AIM OF THE EXERCISE: What you output should match the data below exactly.

SOURCE INFORMATION:
┌──
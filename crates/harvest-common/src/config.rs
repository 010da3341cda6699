//! Dataset harvest configuration.
//!
//! One YAML file describes one dataset. The parsed [`DatasetConfig`] is
//! immutable and handed by reference to every stage of a run.

use std::path::{Path, PathBuf};

use serde::{Deserialize, Serialize};
use tracing::debug;

use crate::error::{HarvestError, HarvestResult};
use crate::time::{parse_config_time, TimeWindow, WIRE_FORMAT};

/// Root configuration for a single dataset harvest.
#[derive(Debug, Clone, Serialize, Deserialize)]
pub struct DatasetConfig {
    /// Dataset name used in every index document (`dataset_s`)
    pub ds_name: String,
    /// Short name used for split granule file names
    pub short_name: String,
    /// Catalog search endpoint, already carrying its query prefix
    pub host: String,
    /// Remote dataset identifier
    pub podaac_id: String,
    /// Window start, e.g. `19920101T00:00:01Z`
    pub start: String,
    /// Window end
    pub end: String,
    /// Whether the remote serves one file spanning many time steps
    #[serde(default)]
    pub aggregated: bool,
    /// strftime pattern for feed timestamps
    #[serde(default = "default_date_regex")]
    pub date_regex: String,
    /// Directory for harvested files and the run metadata artifact
    pub target_dir: PathBuf,
    /// Scratch directory override (defaults to `/tmp/{ds_name}`)
    #[serde(default)]
    pub scratch_dir: Option<PathBuf>,
    #[serde(default = "default_collection")]
    pub solr_collection_name: String,
    #[serde(default)]
    pub data_time_scale: String,
    #[serde(default)]
    pub date_format: String,
    #[serde(default)]
    pub original_dataset_title: String,
    #[serde(default)]
    pub original_dataset_short_name: String,
    #[serde(default)]
    pub original_dataset_url: String,
    #[serde(default)]
    pub original_dataset_reference: String,
    #[serde(default)]
    pub original_dataset_doi: String,
    /// Declared dataset fields
    #[serde(default)]
    pub fields: Vec<FieldDescriptor>,
}

fn default_date_regex() -> String {
    WIRE_FORMAT.to_string()
}

fn default_collection() -> String {
    "ecco_datasets".to_string()
}

/// A declared dataset field.
#[derive(Debug, Clone, PartialEq, Eq, Serialize, Deserialize)]
pub struct FieldDescriptor {
    pub name: String,
    #[serde(default)]
    pub long_name: String,
    #[serde(default)]
    pub standard_name: String,
    #[serde(default)]
    pub units: String,
}

impl DatasetConfig {
    /// Load and validate a dataset configuration from a YAML file.
    pub fn load(path: &Path) -> HarvestResult<Self> {
        let content = std::fs::read_to_string(path).map_err(|e| HarvestError::ConfigRead {
            path: path.display().to_string(),
            message: e.to_string(),
        })?;

        let config = Self::from_yaml(&content).map_err(|e| match e {
            HarvestError::InvalidConfig(message) => HarvestError::ConfigRead {
                path: path.display().to_string(),
                message,
            },
            other => other,
        })?;

        debug!(dataset = %config.ds_name, path = %path.display(), "Loaded dataset config");
        Ok(config)
    }

    /// Parse and validate from a YAML string.
    pub fn from_yaml(content: &str) -> HarvestResult<Self> {
        let config: DatasetConfig = serde_yaml::from_str(content)
            .map_err(|e| HarvestError::InvalidConfig(e.to_string()))?;
        config.validate()?;
        Ok(config)
    }

    /// Check required values and the time window.
    pub fn validate(&self) -> HarvestResult<()> {
        if self.ds_name.trim().is_empty() {
            return Err(HarvestError::InvalidConfig("ds_name is empty".to_string()));
        }
        if self.short_name.trim().is_empty() {
            return Err(HarvestError::InvalidConfig("short_name is empty".to_string()));
        }
        if self.host.trim().is_empty() {
            return Err(HarvestError::InvalidConfig("host is empty".to_string()));
        }

        let window = self.window()?;
        if window.start > window.end {
            return Err(HarvestError::InvalidConfig(format!(
                "start {} is after end {}",
                self.start, self.end
            )));
        }
        Ok(())
    }

    /// The configured harvest window.
    pub fn window(&self) -> HarvestResult<TimeWindow> {
        Ok(TimeWindow::new(
            parse_config_time(&self.start)?,
            parse_config_time(&self.end)?,
        ))
    }

    /// Dataset-level source URL (`source_s` on the dataset document).
    pub fn dataset_source(&self) -> String {
        format!("{}&datasetId={}", self.host, self.podaac_id)
    }

    /// First catalog page URL.
    ///
    /// Aggregated datasets are requested without a time filter because the
    /// aggregate is fetched whole and split locally.
    pub fn catalog_url(&self) -> String {
        if self.aggregated {
            self.dataset_source()
        } else {
            format!(
                "{}&endTime={}&startTime={}",
                self.dataset_source(),
                self.end,
                self.start
            )
        }
    }

    /// Scratch directory for this dataset. Never shared between datasets.
    pub fn scratch_dir(&self) -> PathBuf {
        self.scratch_dir
            .clone()
            .unwrap_or_else(|| std::env::temp_dir().join(&self.ds_name))
    }

    /// Name of the run metadata artifact.
    pub fn metadata_file_name(&self) -> String {
        format!("{}.json", self.ds_name)
    }
}

#[cfg(test)]
mod tests {
    use super::*;
    use chrono::{TimeZone, Utc};

    const SAMPLE: &str = r#"
ds_name: SMAP_RSS_L3_SSS_SMI_8DAY-RUNNINGMEAN_V4
short_name: SMAP_L3_SSS
host: "https://podaac.jpl.nasa.gov/ws/search/granule/?format=atom&sortBy=timeAsc&itemsPerPage=300"
podaac_id: PODAAC-SMP3L-8DOS4
start: "20150401T00:00:00Z"
end: "20150410T00:00:00Z"
aggregated: false
date_regex: "%Y-%m-%dT%H:%M:%SZ"
target_dir: /data/harvested
fields:
  - name: sss_smap
    long_name: SMAP sea surface salinity
    standard_name: sea_surface_salinity
    units: "1e-3"
"#;

    #[test]
    fn test_parse_dataset_config() {
        let config = DatasetConfig::from_yaml(SAMPLE).unwrap();
        assert_eq!(config.short_name, "SMAP_L3_SSS");
        assert_eq!(config.fields.len(), 1);
        assert_eq!(config.fields[0].units, "1e-3");
        assert_eq!(config.solr_collection_name, "ecco_datasets");

        let window = config.window().unwrap();
        assert_eq!(window.start, Utc.with_ymd_and_hms(2015, 4, 1, 0, 0, 0).unwrap());
        assert_eq!(window.end, Utc.with_ymd_and_hms(2015, 4, 10, 0, 0, 0).unwrap());
    }

    #[test]
    fn test_catalog_url_depends_on_aggregation() {
        let mut config = DatasetConfig::from_yaml(SAMPLE).unwrap();
        assert!(config
            .catalog_url()
            .ends_with("&datasetId=PODAAC-SMP3L-8DOS4&endTime=20150410T00:00:00Z&startTime=20150401T00:00:00Z"));

        config.aggregated = true;
        assert!(config.catalog_url().ends_with("&datasetId=PODAAC-SMP3L-8DOS4"));
    }

    #[test]
    fn test_rejects_inverted_window() {
        let yaml = SAMPLE.replace("20150410T00:00:00Z", "20140101T00:00:00Z");
        assert!(matches!(
            DatasetConfig::from_yaml(&yaml),
            Err(HarvestError::InvalidConfig(_))
        ));
    }

    #[test]
    fn test_scratch_dir_is_per_dataset() {
        let config = DatasetConfig::from_yaml(SAMPLE).unwrap();
        assert!(config
            .scratch_dir()
            .ends_with("SMAP_RSS_L3_SSS_SMI_8DAY-RUNNINGMEAN_V4"));
    }

    #[test]
    fn test_load_missing_file() {
        let dir = tempfile::tempdir().unwrap();
        let err = DatasetConfig::load(&dir.path().join("missing.yaml")).unwrap_err();
        assert!(matches!(err, HarvestError::ConfigRead { .. }));
    }
}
└──
REPLY TO THE TASK:
filename crates/harvest-common/src/config.rs
repository 010da3341cda6699
//! Dataset harvest configuration.
//!
//! One YAML file describes one dataset. The parsed [`DatasetConfig`] is
//! immutable and handed by reference to every stage of a run.

use std::path::{Path, PathBuf};

use serde::{Deserialize, Serialize};
use tracing::debug;

use crate::error::{HarvestError, HarvestResult};
use crate::time::{parse_config_time, TimeWindow, WIRE_FORMAT};

/// Root configuration for a single dataset harvest.
#[derive(Debug, Clone, Serialize, Deserialize)]
pub struct DatasetConfig {
    /// Dataset name used in every index document (`dataset_s`)
    pub ds_name: String,
    /// Short name used for split granule file names
    pub short_name: String,
    /// Catalog search endpoint, already carrying its query prefix
    pub host: String,
    /// Remote dataset identifier
    pub podaac_id: String,
    /// Window start, e.g. `19920101T00:00:01Z`
    pub start: String,
    /// Window end
    pub end: String,
    /// Whether the remote serves one file spanning many time steps
    #[serde(default)]
    pub aggregated: bool,
    /// strftime pattern for feed timestamps
    #[serde(default = "default_date_regex")]
    pub date_regex: String,
    /// Directory for harvested files and the run metadata artifact
    pub target_dir: PathBuf,
    /// Scratch directory override (defaults to `/tmp/{ds_name}`)
    #[serde(default)]
    pub scratch_dir: Option<PathBuf>,
    #[serde(default = "default_collection")]
    pub solr_collection_name: String,
    #[serde(default)]
    pub data_time_scale: String,
    #[serde(default)]
    pub date_format: String,
    #[serde(default)]
    pub original_dataset_title: String,
    #[serde(default)]
    pub original_dataset_short_name: String,
    #[serde(default)]
    pub original_dataset_url: String,
    #[serde(default)]
    pub original_dataset_reference: String,
    #[serde(default)]
    pub original_dataset_doi: String,
    /// Declared dataset fields
    #[serde(default)]
    pub fields: Vec<FieldDescriptor>,
}

fn default_date_regex() -> String {
    WIRE_FORMAT.to_string()
}

fn default_collection() -> String {
    "ecco_datasets".to_string()
}

/// A declared dataset field.
#[derive(Debug, Clone, PartialEq, Eq, Serialize, Deserialize)]
pub struct FieldDescriptor {
    pub name: String,
    #[serde(default)]
    pub long_name: String,
    #[serde(default)]
    pub standard_name: String,
    #[serde(default)]
    pub units: String,
}

impl DatasetConfig {
    /// Load and validate a dataset configuration from a YAML file.
    pub fn load(path: &Path) -> HarvestResult<Self> {
        let content = std::fs::read_to_string(path).map_err(|e| HarvestError::ConfigRead {
            path: path.display().to_string(),
            message: e.to_string(),
        })?;

        let config = Self::from_yaml(&content).map_err(|e| match e {
            HarvestError::InvalidConfig(message) => HarvestError::ConfigRead {
                path: path.display().to_string(),
                message,
            },
            other => other,
        })?;

        debug!(dataset = %config.ds_name, path = %path.display(), "Loaded dataset config");
        Ok(config)
    }

    /// Parse and validate from a YAML string.
    pub fn from_yaml(content: &str) -> HarvestResult<Self> {
        let config: DatasetConfig = serde_yaml::from_str(content)
            .map_err(|e| HarvestError::InvalidConfig(e.to_string()))?;
        config.validate()?;
        Ok(config)
    }

    /// Check required values and the time window.
    pub fn validate(&self) -> HarvestResult<()> {
        if self.ds_name.trim().is_empty() {
            return Err(HarvestError::InvalidConfig("ds_name is empty".to_string()));
        }
        if self.short_name.trim().is_empty() {
            return Err(HarvestError::InvalidConfig("short_name is empty".to_string()));
        }
        if self.host.trim().is_empty() {
            return Err(HarvestError::InvalidConfig("host is empty".to_string()));
        }

        let window = self.window()?;
        if window.start > window.end {
            return Err(HarvestError::InvalidConfig(format!(
                "start {} is after end {}",
                self.start, self.end
            )));
        }
        Ok(())
    }

    /// The configured harvest window.
    pub fn window(&self) -> HarvestResult<TimeWindow> {
        Ok(TimeWindow::new(
            parse_config_time(&self.start)?,
            parse_config_time(&self.end)?,
        ))
    }

    /// Dataset-level source URL (`source_s` on the dataset document).
    pub fn dataset_source(&self) -> String {
        format!("{}&datasetId={}", self.host, self.podaac_id)
    }

    /// First catalog page URL.
    ///
    /// Aggregated datasets are requested without a time filter because the
    /// aggregate is fetched whole and split locally.
    pub fn catalog_url(&self) -> String {
        if self.aggregated {
            self.dataset_source()
        } else {
            format!(
                "{}&endTime={}&startTime={}",
                self.dataset_source(),
                self.end,
                self.start
            )
        }
    }

    /// Scratch directory for this dataset. Never shared between datasets.
    pub fn scratch_dir(&self) -> PathBuf {
        self.scratch_dir
            .clone()
            .unwrap_or_else(|| std::env::temp_dir().join(&self.ds_name))
    }

    /// Name of the run metadata artifact.
    pub fn metadata_file_name(&self) -> String {
        format!("{}.json", self.ds_name)
    }
}

#[cfg(test)]
mod tests {
    use super::*;
    use chrono::{TimeZone, Utc};

    const SAMPLE: &str = r#"
ds_name: SMAP_RSS_L3_SSS_SMI_8DAY-RUNNINGMEAN_V4
short_name: SMAP_L3_SSS
host: "https://podaac.jpl.nasa.gov/ws/search/granule/?format=atom&sortBy=timeAsc&itemsPerPage=300"
podaac_id: PODAAC-SMP3L-8DOS4
start: "20150401T00:00:00Z"
end: "20150410T00:00:00Z"
aggregated: false
date_regex: "%Y-%m-%dT%H:%M:%SZ"
target_dir: /data/harvested
fields:
  - name: sss_smap
    long_name: SMAP sea surface salinity
    standard_name: sea_surface_salinity
    units: "1e-3"
"#;

    #[test]
    fn test_parse_dataset_config() {
        let config = DatasetConfig::from_yaml(SAMPLE).unwrap();
        assert_eq!(config.short_name, "SMAP_L3_SSS");
        assert_eq!(config.fields.len(), 1);
        assert_eq!(config.fields[0].units, "1e-3");
        assert_eq!(config.solr_collection_name, "ecco_datasets");

        let window = config.window().unwrap();
        assert_eq!(window.start, Utc.with_ymd_and_hms(2015, 4, 1, 0, 0, 0).unwrap());
        assert_eq!(window.end, Utc.with_ymd_and_hms(2015, 4, 10, 0, 0, 0).unwrap());
    }

    #[test]
    fn test_catalog_url_depends_on_aggregation() {
        let mut config = DatasetConfig::from_yaml(SAMPLE).unwrap();
        assert!(config
            .catalog_url()
            .ends_with("&datasetId=PODAAC-SMP3L-8DOS4&endTime=20150410T00:00:00Z&startTime=20150401T00:00:00Z"));

        config.aggregated = true;
        assert!(config.catalog_url().ends_with("&datasetId=PODAAC-SMP3L-8DOS4"));
    }

    #[test]
    fn test_rejects_inverted_window() {
        let yaml = SAMPLE.replace("20150410T00:00:00Z", "20140101T00:00:00Z");
        assert!(matches!(
            DatasetConfig::from_yaml(&yaml),
            Err(HarvestError::InvalidConfig(_))
        ));
    }

    #[test]
    fn test_scratch_dir_is_per_dataset() {
        let config = DatasetConfig::from_yaml(SAMPLE).unwrap();
        assert!(config
            .scratch_dir()
            .ends_with("SMAP_RSS_L3_SSS_SMI_8DAY-RUNNINGMEAN_V4"));
    }

    #[test]
    fn test_load_missing_file() {
        let dir = tempfile::tempdir().unwrap();
        let err = DatasetConfig::load(&dir.path().join("missing.yaml")).unwrap_err();
        assert!(matches!(err, HarvestError::ConfigRead { .. }));
    }
}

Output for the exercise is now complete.